Instructions to follow:
Where does the word "IoPin" occur in the entries below? Copy every line that has it.

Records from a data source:
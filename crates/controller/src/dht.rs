//! DHT22 humidity sensor over its single-wire protocol.
//!
//! Reads are best-effort: a timeout, a checksum mismatch or an implausible
//! value all come back as "missing", which the moisture source turns into
//! simulated data.
//!
//! Frame layout (40 bits, MSB first):
//!   [0..2]  humidity × 10, big-endian
//!   [2..4]  temperature × 10, big-endian, bit 15 = negative
//!   [4]     checksum = low byte of the sum of bytes 0..4

use anyhow::{bail, ensure, Result};

#[cfg(feature = "gpio")]
use rppal::gpio::{Gpio, IoPin, Level, Mode};
#[cfg(feature = "gpio")]
use std::{
    thread,
    time::{Duration, Instant},
};

pub trait HumiditySensor {
    /// Relative humidity in percent, or `None` when no valid reading exists.
    fn read_humidity(&mut self) -> Option<f64>;
}

#[derive(Debug, Clone, Copy, PartialEq)]
pub struct DhtReading {
    pub humidity: f64,
    pub temperature_c: f64,
}

// ── Frame decoding ──────────────────────────────────────────────────────────

/// High pulses longer than this encode a `1` bit (`0` ≈ 26 µs, `1` ≈ 70 µs).
#[cfg_attr(not(feature = "gpio"), allow(dead_code))]
const ONE_BIT_THRESHOLD_US: u32 = 50;

#[cfg_attr(not(feature = "gpio"), allow(dead_code))]
fn pulses_to_frame(high_us: &[u32; 40]) -> [u8; 5] {
    let mut frame = [0u8; 5];
    for (i, &us) in high_us.iter().enumerate() {
        if us > ONE_BIT_THRESHOLD_US {
            frame[i / 8] |= 0x80 >> (i % 8);
        }
    }
    frame
}

#[cfg_attr(not(feature = "gpio"), allow(dead_code))]
fn decode_frame(frame: [u8; 5]) -> Result<DhtReading> {
    let sum = frame[..4].iter().fold(0u8, |acc, b| acc.wrapping_add(*b));
    if sum != frame[4] {
        bail!("dht22 checksum mismatch: computed {sum:#04x}, got {:#04x}", frame[4]);
    }

    let humidity = f64::from(u16::from_be_bytes([frame[0], frame[1]])) / 10.0;
    ensure!(humidity <= 100.0, "dht22 humidity {humidity} out of range");

    let t_raw = u16::from_be_bytes([frame[2], frame[3]]);
    let magnitude = f64::from(t_raw & 0x7fff) / 10.0;
    let temperature_c = if t_raw & 0x8000 != 0 {
        -magnitude
    } else {
        magnitude
    };

    Ok(DhtReading {
        humidity,
        temperature_c,
    })
}

// ── Real driver ─────────────────────────────────────────────────────────────

/// Host start signal: hold the line low for at least 1 ms.
#[cfg(feature = "gpio")]
const START_LOW: Duration = Duration::from_millis(2);
/// Give up on any single edge after this long.
#[cfg(feature = "gpio")]
const EDGE_TIMEOUT: Duration = Duration::from_micros(200);

#[cfg(feature = "gpio")]
pub struct Dht22 {
    pin: IoPin,
    pin_num: u8,
}

#[cfg(feature = "gpio")]
impl Dht22 {
    pub fn new(gpio: &Gpio, pin_num: u8) -> Result<Self> {
        let mut pin = gpio.get(pin_num)?.into_io(Mode::Output);
        pin.set_high(); // idle
        tracing::info!(gpio = pin_num, "dht22 initialised");
        Ok(Self { pin, pin_num })
    }

    fn wait_for(&self, level: Level) -> Result<Duration> {
        let start = Instant::now();
        while self.pin.read() != level {
            if start.elapsed() > EDGE_TIMEOUT {
                bail!("dht22 timeout waiting for {level:?}");
            }
        }
        Ok(start.elapsed())
    }

    pub fn read(&mut self) -> Result<DhtReading> {
        self.pin.set_mode(Mode::Output);
        self.pin.set_low();
        thread::sleep(START_LOW);
        self.pin.set_high();
        self.pin.set_mode(Mode::Input);

        // Sensor response: ~80 µs low, ~80 µs high, then the first bit.
        self.wait_for(Level::Low)?;
        self.wait_for(Level::High)?;
        self.wait_for(Level::Low)?;

        let mut high_us = [0u32; 40];
        for slot in high_us.iter_mut() {
            self.wait_for(Level::High)?;
            *slot = self.wait_for(Level::Low)?.as_micros() as u32;
        }

        decode_frame(pulses_to_frame(&high_us))
    }
}

#[cfg(feature = "gpio")]
impl HumiditySensor for Dht22 {
    fn read_humidity(&mut self) -> Option<f64> {
        match self.read() {
            Ok(r) => {
                tracing::debug!(
                    gpio = self.pin_num,
                    humidity = r.humidity,
                    temperature_c = r.temperature_c,
                    "dht22 reading"
                );
                Some(r.humidity)
            }
            Err(e) => {
                tracing::debug!(gpio = self.pin_num, "dht22 read failed: {e}");
                None
            }
        }
    }
}

// ── Mock driver ─────────────────────────────────────────────────────────────

/// Without hardware there is never a reading, so the simulator always runs.
#[cfg(not(feature = "gpio"))]
pub struct Dht22 {
    pin_num: u8,
}

#[cfg(not(feature = "gpio"))]
impl Dht22 {
    pub fn new(pin_num: u8) -> Self {
        tracing::info!("[mock-gpio] dht22 on gpio {pin_num} not wired, readings will be simulated");
        Self { pin_num }
    }
}

#[cfg(not(feature = "gpio"))]
impl HumiditySensor for Dht22 {
    fn read_humidity(&mut self) -> Option<f64> {
        tracing::trace!(gpio = self.pin_num, "[mock-gpio] dht22 read: no sensor");
        None
    }
}

// ── Tests ───────────────────────────────────────────────────────────────────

Answer for the task:
use rppal::gpio::{Gpio, IoPin, Level, Mode};
    pin: IoPin,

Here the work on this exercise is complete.